The children are all precocious, and have all appeared on a fictional radio quiz show called It's a Wise Child, which has, according to the stories, sent all seven Glass children through college. From 1927 to 1943, at least one of the children appeared on the show, beginning with Seymour and Buddy. It is mentioned in "Raise High the Roof Beam, Carpenters" that each child appeared on the show under a pseudonym.
The Glass family lives in New York City; all the children spent most of their childhood in an apartment on the Upper East Side.
Influences on other works
Some of the characters in Wes Anderson's The Royal Tenenbaums were purportedly modeled after the Glass family, the children also being of Jewish and Irish ancestry. "Boo Boo" Glass is married to a Mr. Tannenbaum, as mentioned in the story "Down at the Dinghy."

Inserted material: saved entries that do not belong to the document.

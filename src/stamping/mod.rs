//! User stamping for persisted records.
//!
//! Stamps records with the acting user when the host persistence layer
//! creates, updates, soft-deletes or restores them. The module follows
//! hexagonal architecture:
//!
//! - Domain types in [`domain`]
//! - Port contracts in [`ports`]
//! - Adapter implementations in [`adapters`]
//! - Policy and registration services in [`services`]

pub mod adapters;
pub mod domain;
pub mod ports;
pub mod services;

#[cfg(test)]
mod tests;
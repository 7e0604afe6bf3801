//! Stamping services.
//!
//! - [`UserStampPolicy`]: the four lifecycle handlers
//! - [`StampingRegistry`]: per-type binding cache
//! - [`UserStamps`]: host registration and relationship accessors

pub mod policy;
pub mod registry;
pub mod relations;
pub mod scope;
pub mod user_stamps;

pub use policy::UserStampPolicy;
pub use registry::StampingRegistry;
pub use relations::UserStampRelations;
pub use scope::UserStampsScope;
pub use user_stamps::UserStamps;
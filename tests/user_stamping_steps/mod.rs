//! Step definitions for user stamping behaviour tests.

pub mod then;
pub mod world;
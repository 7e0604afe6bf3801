//! Unit tests for the stamping module.
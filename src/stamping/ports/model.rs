//! Capability contract for record types that carry user stamps.

use crate::stamping::domain::{ColumnOverride, Record, StampColumns, StampDomainError};

/// A record type that can be stamped with the acting user.
///
/// The associated constants declare the type's stamp columns and whether it
/// supports soft deletion; they are resolved once per type by the stamping
/// registry. Instances expose their attribute bag so the policy can write
/// into it.
///
/// # Examples
///
/// ```rust
/// use userstamps::stamping::{
///     domain::{ColumnOverride, Record},
///     ports::Stampable,
/// };
///
/// struct Post {
///     record: Record,
/// }
///
/// impl Stampable for Post {
///     const MODEL: &'static str = "posts";
///     const CREATED_BY: ColumnOverride = ColumnOverride::Named("author_id");
///     const SOFT_DELETES: bool = true;
///
///     fn record(&self) -> &Record {
///         &self.record
///     }
///
///     fn record_mut(&mut self) -> &mut Record {
///         &mut self.record
///     }
/// }
///
/// let columns = Post::stamp_columns().expect("valid overrides");
/// assert_eq!(columns.created_by().map(|c| c.as_str()), Some("author_id"));
/// ```
pub trait Stampable: Send + 'static {
    /// Model name used in diagnostics.
    const MODEL: &'static str;

    /// Declared "created by" column.
    const CREATED_BY: ColumnOverride = ColumnOverride::Default;

    /// Declared "updated by" column.
    const UPDATED_BY: ColumnOverride = ColumnOverride::Default;

    /// Declared "deleted by" column.
    const DELETED_BY: ColumnOverride = ColumnOverride::Default;

    /// Whether the type supports soft deletion and restore.
    const SOFT_DELETES: bool = false;

    /// Returns the record's attributes.
    fn record(&self) -> &Record;

    /// Returns the record's attributes for mutation.
    fn record_mut(&mut self) -> &mut Record;

    /// Resolves the declared columns against the defaults.
    ///
    /// # Errors
    ///
    /// Returns [`StampDomainError`] when a named override is not a valid
    /// column name.
    fn stamp_columns() -> Result<StampColumns, StampDomainError>
    where
        Self: Sized,
    {
        StampColumns::resolve(Self::CREATED_BY, Self::UPDATED_BY, Self::DELETED_BY)
    }

    /// Returns whether stamping is enabled on this instance.
    fn is_user_stamping(&self) -> bool {
        self.record().is_user_stamping()
    }

    /// Stops maintaining user stamps on this instance.
    fn stop_user_stamping(&mut self) {
        self.record_mut().stop_user_stamping();
    }

    /// Resumes maintaining user stamps on this instance.
    fn start_user_stamping(&mut self) {
        self.record_mut().start_user_stamping();
    }
}

impl Stampable for Record {
    const MODEL: &'static str = "record";

    fn record(&self) -> &Record {
        self
    }

    fn record_mut(&mut self) -> &mut Record {
        self
    }
}
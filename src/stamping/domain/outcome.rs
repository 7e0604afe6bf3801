//! Result of running a single stamping handler.

use super::{ActorId, ColumnName};
use std::fmt;

/// What a stamping handler did to the record it was given.
#[derive(Debug, Clone, PartialEq, Eq)]
pub enum StampOutcome {
    /// The column now holds the acting user.
    Stamped {
        /// Column that was written.
        column: ColumnName,
        /// Actor written into the column.
        actor: ActorId,
    },
    /// The column was set to null.
    Cleared {
        /// Column that was written.
        column: ColumnName,
    },
    /// The record was left untouched.
    Skipped(SkipReason),
}

impl StampOutcome {
    /// Returns `true` when the handler wrote to the record.
    #[must_use]
    pub const fn is_write(&self) -> bool {
        !matches!(self, Self::Skipped(_))
    }
}

/// Why a handler left the record untouched.
#[derive(Debug, Clone, Copy, PartialEq, Eq, Hash)]
pub enum SkipReason {
    /// Stamping was stopped on the record instance.
    StampingDisabled,
    /// The record type has no column for this stamp.
    ColumnNotConfigured,
    /// No actor is authenticated.
    NoActor,
}

impl SkipReason {
    /// Returns a short label for diagnostics.
    #[must_use]
    pub const fn as_str(self) -> &'static str {
        match self {
            Self::StampingDisabled => "stamping_disabled",
            Self::ColumnNotConfigured => "column_not_configured",
            Self::NoActor => "no_actor",
        }
    }
}

impl fmt::Display for SkipReason {
    fn fmt(&self, f: &mut fmt::Formatter<'_>) -> fmt::Result {
        f.write_str(self.as_str())
    }
}
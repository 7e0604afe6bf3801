//! Domain model for user stamping.
//!
//! The domain describes which columns a record type stamps, what an actor
//! identifier looks like, and how a record instance holds its attributes.
//! Host persistence concerns are kept outside the domain boundary.

mod binding;
mod columns;
mod error;
mod event;
mod ids;
mod outcome;
mod record;
mod relation;

pub use binding::ModelBinding;
pub use columns::{ColumnName, ColumnOverride, StampColumn, StampColumns};
pub use error::{ParseLifecycleEventError, StampDomainError};
pub use event::LifecycleEvent;
pub use ids::ActorId;
pub use outcome::{SkipReason, StampOutcome};
pub use record::Record;
pub use relation::{BelongsTo, UserModel};
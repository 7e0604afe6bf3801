//! Memoised per-type stamping bindings.

use crate::stamping::{
    domain::{ModelBinding, StampDomainError},
    ports::Stampable,
};
use std::any::TypeId;
use std::collections::HashMap;
use std::sync::{Arc, PoisonError, RwLock};

/// Read-through cache of [`ModelBinding`]s keyed by record type.
///
/// Resolution is pure, so concurrent first lookups for the same type may both
/// resolve; whichever insert lands first is kept and the other result is
/// dropped.
#[derive(Debug, Default)]
pub struct StampingRegistry {
    bindings: RwLock<HashMap<TypeId, Arc<ModelBinding>>>,
}

impl StampingRegistry {
    /// Creates an empty registry.
    #[must_use]
    pub fn new() -> Self {
        Self::default()
    }

    /// Returns the binding for `M`, resolving it on first use.
    ///
    /// # Errors
    ///
    /// Returns [`StampDomainError`] when `M` declares an invalid column
    /// override. Failed resolutions are not cached.
    pub fn binding<M>(&self) -> Result<Arc<ModelBinding>, StampDomainError>
    where
        M: Stampable,
    {
        let key = TypeId::of::<M>();
        if let Some(found) = self
            .bindings
            .read()
            .unwrap_or_else(PoisonError::into_inner)
            .get(&key)
        {
            return Ok(Arc::clone(found));
        }

        let resolved = Arc::new(ModelBinding::new(
            M::MODEL,
            M::stamp_columns()?,
            M::SOFT_DELETES,
        ));
        let mut bindings = self
            .bindings
            .write()
            .unwrap_or_else(PoisonError::into_inner);
        Ok(Arc::clone(bindings.entry(key).or_insert(resolved)))
    }

    /// Returns whether `M` supports soft deletion.
    ///
    /// # Errors
    ///
    /// Returns [`StampDomainError`] when `M`'s binding cannot be resolved.
    pub fn is_soft_deletable<M>(&self) -> Result<bool, StampDomainError>
    where
        M: Stampable,
    {
        Ok(self.binding::<M>()?.soft_deletes())
    }

    /// Returns `true` when `M` has already been resolved.
    #[must_use]
    pub fn contains<M>(&self) -> bool
    where
        M: Stampable,
    {
        self.bindings
            .read()
            .unwrap_or_else(PoisonError::into_inner)
            .contains_key(&TypeId::of::<M>())
    }

    /// Returns the number of resolved types.
    #[must_use]
    pub fn len(&self) -> usize {
        self.bindings
            .read()
            .unwrap_or_else(PoisonError::into_inner)
            .len()
    }

    /// Returns `true` when no type has been resolved yet.
    #[must_use]
    pub fn is_empty(&self) -> bool {
        self.len() == 0
    }
}

#[cfg(test)]
impl StampingRegistry {
    /// Panics while holding the write lock, leaving the table poisoned.
    ///
    /// # Panics
    ///
    /// Always.
    pub(crate) fn panic_while_writing(&self) {
        let _guard = self
            .bindings
            .write()
            .unwrap_or_else(PoisonError::into_inner);
        panic!("binding table writer panicked");
    }

    /// Returns `true` once a writer has panicked.
    pub(crate) fn is_poisoned(&self) -> bool {
        self.bindings.is_poisoned()
    }
}
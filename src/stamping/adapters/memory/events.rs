//! In-memory host event system.
//!
//! A minimal stand-in for a persistence layer's per-type event registry,
//! used to drive stamped models through their lifecycle without a
//! database.

use crate::stamping::{
    domain::LifecycleEvent,
    ports::{GlobalScope, Listener, ModelEvents},
};
use std::collections::HashMap;
use std::fmt;

/// Query built against the in-memory host.
#[derive(Debug, Clone, Default, PartialEq, Eq)]
pub struct InMemoryQuery {
    /// Filter clauses added by global scopes.
    pub filters: Vec<String>,
}

/// Per-type listener and scope registry for model `M`.
pub struct InMemoryModelEvents<M> {
    listeners: HashMap<LifecycleEvent, Vec<Listener<M>>>,
    scopes: Vec<Box<dyn GlobalScope<InMemoryQuery>>>,
}

impl<M> InMemoryModelEvents<M> {
    /// Creates a registry with no listeners or scopes.
    #[must_use]
    pub fn new() -> Self {
        Self {
            listeners: HashMap::new(),
            scopes: Vec::new(),
        }
    }

    /// Fires `event` for `model`, running listeners in registration order.
    ///
    /// Returns the number of listeners that ran.
    pub fn dispatch(&self, event: LifecycleEvent, model: &mut M) -> usize {
        let Some(listeners) = self.listeners.get(&event) else {
            return 0;
        };
        for listener in listeners {
            listener(&mut *model);
        }
        listeners.len()
    }

    /// Returns the number of listeners registered for `event`.
    #[must_use]
    pub fn listener_count(&self, event: LifecycleEvent) -> usize {
        self.listeners.get(&event).map_or(0, Vec::len)
    }

    /// Returns the names of the registered global scopes.
    #[must_use]
    pub fn scope_names(&self) -> Vec<&'static str> {
        self.scopes.iter().map(|scope| scope.name()).collect()
    }

    /// Builds a query for `model` with every global scope applied.
    #[must_use]
    pub fn query(&self, model: &'static str) -> InMemoryQuery {
        let mut query = InMemoryQuery::default();
        for scope in &self.scopes {
            scope.apply(&mut query, model);
        }
        query
    }
}

impl<M> Default for InMemoryModelEvents<M> {
    fn default() -> Self {
        Self::new()
    }
}

impl<M> fmt::Debug for InMemoryModelEvents<M> {
    fn fmt(&self, f: &mut fmt::Formatter<'_>) -> fmt::Result {
        let mut counts: Vec<(LifecycleEvent, usize)> = self
            .listeners
            .iter()
            .map(|(event, listeners)| (*event, listeners.len()))
            .collect();
        counts.sort_by_key(|(event, _)| event.as_str());
        f.debug_struct("InMemoryModelEvents")
            .field("listeners", &counts)
            .field("scopes", &self.scope_names())
            .finish()
    }
}

impl<M> ModelEvents<M> for InMemoryModelEvents<M> {
    type Query = InMemoryQuery;

    fn listen(&mut self, event: LifecycleEvent, listener: Listener<M>) {
        self.listeners.entry(event).or_default().push(listener);
    }

    fn add_global_scope(&mut self, scope: Box<dyn GlobalScope<InMemoryQuery>>) {
        self.scopes.push(scope);
    }

    fn has_global_scope(&self, name: &str) -> bool {
        self.scopes.iter().any(|scope| scope.name() == name)
    }
}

Zack Martin of The Suite Life of Zach and Cody, is named after Zachary Martin Glass.
Zooey Deschanel is named after Zooey.
Will Stratton's album No Wonder, released in November 2009, includes a song called "For Franny Glass."
Larry Doyle's 2007 book I Love You, Beth Cooper mentions a girl named Zooey Bananafish.
References
This entry is from Wikipedia, the leading user-contributed encyclopedia. It may not have been reviewed by professional editors (see full disclaimer)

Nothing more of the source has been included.